Au sommet de l'Ossau (Récit de l'ascension et du bivouac)

Ossau - Pyrenees

Récit de l'ascension

Un « grand » projet est dans l’air, fomenté depuis les collines dominant le Foufouland au SW du chalet : de cet endroit, l’Ossau magnifique et provoquant s’offre en entier. Et si, au lieu d’aller bêtement à Pau sur la place de Verdun assister au traditionnel feu d’artifice du 14 Juillet, nous allions le faire au sommet de l’Ossau ? Il y aurait au moins un public assuré, celui du Foufouland, en tout cas ceux qui seront présents, car plusieurs membres de cette communauté sont partants pour participer à l’entreprise sur le sommet de la belle montagne. Chiche !
Il faut donc s’y préparer. Nourriture et boissons pour deux jours, matériel de bivouac conséquent (même en été il fait froid à plus de 2800 m). A quoi il faut rajouter évidemment toute la pyrotechnie (fusées, feux de bengale, pièces tournantes etc.) et de quoi se tenir au chaud, certains préconisant des fagots de petit bois pour entretenir un feu au sommet toute la nuit. Rien que ça !
Nous sommes tout un groupe à être enthousiasmé par l’entreprise, et tout le monde s’y prépare minutieusement, ce qui occupe largement la journée précédant l'ascension.
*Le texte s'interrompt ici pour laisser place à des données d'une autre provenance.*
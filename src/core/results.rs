//! Structured outcome of a processed batch.
//!
//! The processor reports everything through a [`ProcessingResults`] value:
//! an overall success flag, per-operation error records attributed by their
//! 1-based queue position, counters, and the ordered batch log. Results are
//! read-only after construction.

use std::fmt;

use log::{Level, LevelFilter};
use serde::Serialize;

use crate::Result;

/// Lifecycle phase an error record was produced in.
#[derive(Debug, Clone, Copy, PartialEq, Eq, Serialize)]
#[serde(rename_all = "lowercase")]
pub enum OperationPhase {
    /// Precondition checking before any mutation
    Validation,
    /// The mutation itself
    Execution,
    /// Reverse-order undo after a failure
    Rollback,
}

impl OperationPhase {
    pub fn as_str(&self) -> &'static str {
        match self {
            OperationPhase::Validation => "validation",
            OperationPhase::Execution => "execution",
            OperationPhase::Rollback => "rollback",
        }
    }
}

impl fmt::Display for OperationPhase {
    fn fmt(&self, f: &mut fmt::Formatter<'_>) -> fmt::Result {
        f.write_str(self.as_str())
    }
}

/// Severity of an error record.
#[derive(Debug, Clone, Copy, PartialEq, Eq, Serialize)]
#[serde(rename_all = "lowercase")]
pub enum ErrorSeverity {
    /// The operation failed
    Error,
    /// Advisory only; the operation still counts as successful
    Warning,
}

/// One failure (or advisory warning) attributed to an operation.
#[derive(Debug, Clone, Serialize)]
pub struct OperationError {
    /// 1-based position in the input queue, 0 when not attributable
    pub operation_index: usize,
    /// Stable kind tag of the operation (`"CopyFile"`, ...)
    pub operation_type: String,
    /// Lifecycle phase the failure occurred in
    pub phase: OperationPhase,
    /// Human-readable cause
    pub message: String,
    /// Error or advisory warning
    pub severity: ErrorSeverity,
}

impl fmt::Display for OperationError {
    fn fmt(&self, f: &mut fmt::Formatter<'_>) -> fmt::Result {
        write!(
            f,
            "[{}] operation {} ({}): {}",
            self.phase, self.operation_index, self.operation_type, self.message
        )
    }
}

/// Ordered, level-gated message log for one `process` call.
///
/// Messages are mirrored to the `log` facade and retained in memory so
/// callers can read the batch's story off the results object.
#[derive(Debug)]
pub(crate) struct BatchLog {
    level: LevelFilter,
    entries: Vec<String>,
}

impl BatchLog {
    pub(crate) fn new(level: LevelFilter) -> Self {
        Self {
            level,
            entries: Vec::new(),
        }
    }

    /// Record a message at the given level; retained only when the batch
    /// log level admits it.
    pub(crate) fn record(&mut self, level: Level, message: impl Into<String>) {
        let message = message.into();
        log::log!(target: "fsynth::processor", level, "{}", message);
        if level <= self.level {
            self.entries.push(message);
        }
    }

    pub(crate) fn into_entries(self) -> Vec<String> {
        self.entries
    }
}

/// Read-only outcome of one batch run.
#[derive(Debug, Serialize)]
pub struct ProcessingResults {
    success: bool,
    errors: Vec<OperationError>,
    executed_count: usize,
    skipped_count: usize,
    rollback_count: usize,
    log: Vec<String>,
}

impl ProcessingResults {
    pub(crate) fn new(
        success: bool,
        errors: Vec<OperationError>,
        executed_count: usize,
        skipped_count: usize,
        rollback_count: usize,
        log: Vec<String>,
    ) -> Self {
        Self {
            success,
            errors,
            executed_count,
            skipped_count,
            rollback_count,
            log,
        }
    }

    /// Whether the batch completed without recorded errors.
    pub fn is_success(&self) -> bool {
        self.success
    }

    /// The error records, in the order they were produced.
    pub fn get_errors(&self) -> &[OperationError] {
        &self.errors
    }

    /// The retained batch log messages, in order.
    pub fn get_log(&self) -> &[String] {
        &self.log
    }

    /// Number of operations whose `execute` returned success (or, on a dry
    /// run, whose `validate` passed).
    pub fn executed_count(&self) -> usize {
        self.executed_count
    }

    /// Number of queued operations never reached because the batch stopped.
    pub fn skipped_count(&self) -> usize {
        self.skipped_count
    }

    /// Number of operations successfully undone by rollback.
    pub fn rollback_count(&self) -> usize {
        self.rollback_count
    }

    /// Serialize the results to a JSON report.
    ///
    /// # Errors
    ///
    /// Returns a configuration error when serialization fails.
    pub fn to_json(&self) -> Result<String> {
        Ok(serde_json::to_string_pretty(self)?)
    }
}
Mardi et Mercredi 14 et 15 Juillet 1964 – Feu d’artifice et bivouac sur l’Ossau.

Mardi lever 4h30. Tout le monde gagne Aneu qui en voiture, qui en moto. Pour ma part j’y monte en moto, la 500cc RGST, avec Chantal et deux gros sacs. Il fait beau et frais, la route va bon train. Peu avant d’arriver à Gabas, dans un virage pris à vive allure, la route prend tout d’un coup une allure bizarre, d’un blanc moutonneux ondulant. ?!! Ciel mais c’est bien sûr, Une transhumance en plein mois de juillet, c’est plutôt rare. La moto stoppe in extremis au milieu des moutons, sans dommage ni pour eux ni pour nous. Le berger n’a pas l’air étonné.
A Aneu, au parking du Brousset (aujourd’hui interdit) tout le monde se regroupe et les charges sont réparties à peu près équitablement. Puis la caravane s’ébranle, les participants ployant sous leurs sacs arborant sur le rabat de gros fagots, un accordéon, des pétards et des fusées pour les objets les plus remarquables. Stupeur des touriste qui nous voient passer…
Montée lente à petits pas jusqu’au col de Pombie, première pause. Je rencontre Sylvain Sarthou, grand pyrénéiste, accompagné d’une fille que je ne connais pas. Du col jusqu’au lac de Pombie le sentier descend légèrement, ce qui plaît à tout le monde. Nous choisissons de nous restaurer au bord du lac et de nous détendre un peu avant d’attaquer le plat de résistance qui nous domine maintenant de 800 mètres. Nous repartons aux environs de midi. Serons-nous dignes ? Car d’ici l’Ossau n’est plus cette montagne iconique aperçue depuis le Foufouland. C’est un colosse défendu par des parois immenses et redoutables, hérissé de pointes et d’aiguilles. Certains, parmi ceux qui ne sont jamais venus si près de cette montagne, pensent que l’aventure s’arrête ici, tellement la suite leur paraît improbable, sans solution apparente
Seul un itinéraire permet de se faufiler dans ce dédale d’obstacles qui ont l'air insurmontables et de pièges mortels, la voie dite normale, elle-même escarpée d’ailleurs. Elle a eu son lot de victimes, à tel point qu’un préfet des Basses-Pyrénées de l’époque fit poser des « crampons » dans les passages d’escalade les plus exposés. Des abrutis, intégristes d’un pyrénéisme dit pur, les ont enlevés. Il faudrait les replacer. Me revient aussi en mémoire l’accident mortel de mon ami Paul Nougué dans cette voie normale il y a deux ans.
La prochaine pause a lieu au col de Suzon, juste avant les fameuses « cheminées » (qui n’en sont pas) de la voie normale. Les plus timorés peuvent encore renoncer devant l’ampleur du problème qui se révèle maintenant dans sa rude réalité. D’autres, déjà fatigués, déposent, en pleurs, leur chargement de fagots. Mais tout le monde y va. Courage ! Les cheminées ne font peur à personne, finalement. Chantal, opérée récemment de son annulaire gauche suite à un grave accident, et portant attelle et pansement, se débrouille remarquablement bien. En montant nous croisons les visiteurs du jour, très interloquée de nous voir ainsi équipés. Les fagots suscitent rires et commentaires ! Nous faisons la connaissance de Jean-Paul et Charles Bourdeau, deux frères que nous retrouverons bientôt sur nos rochers d’Arudy et avec lesquels nous entretiendrons des relations durant des décennies.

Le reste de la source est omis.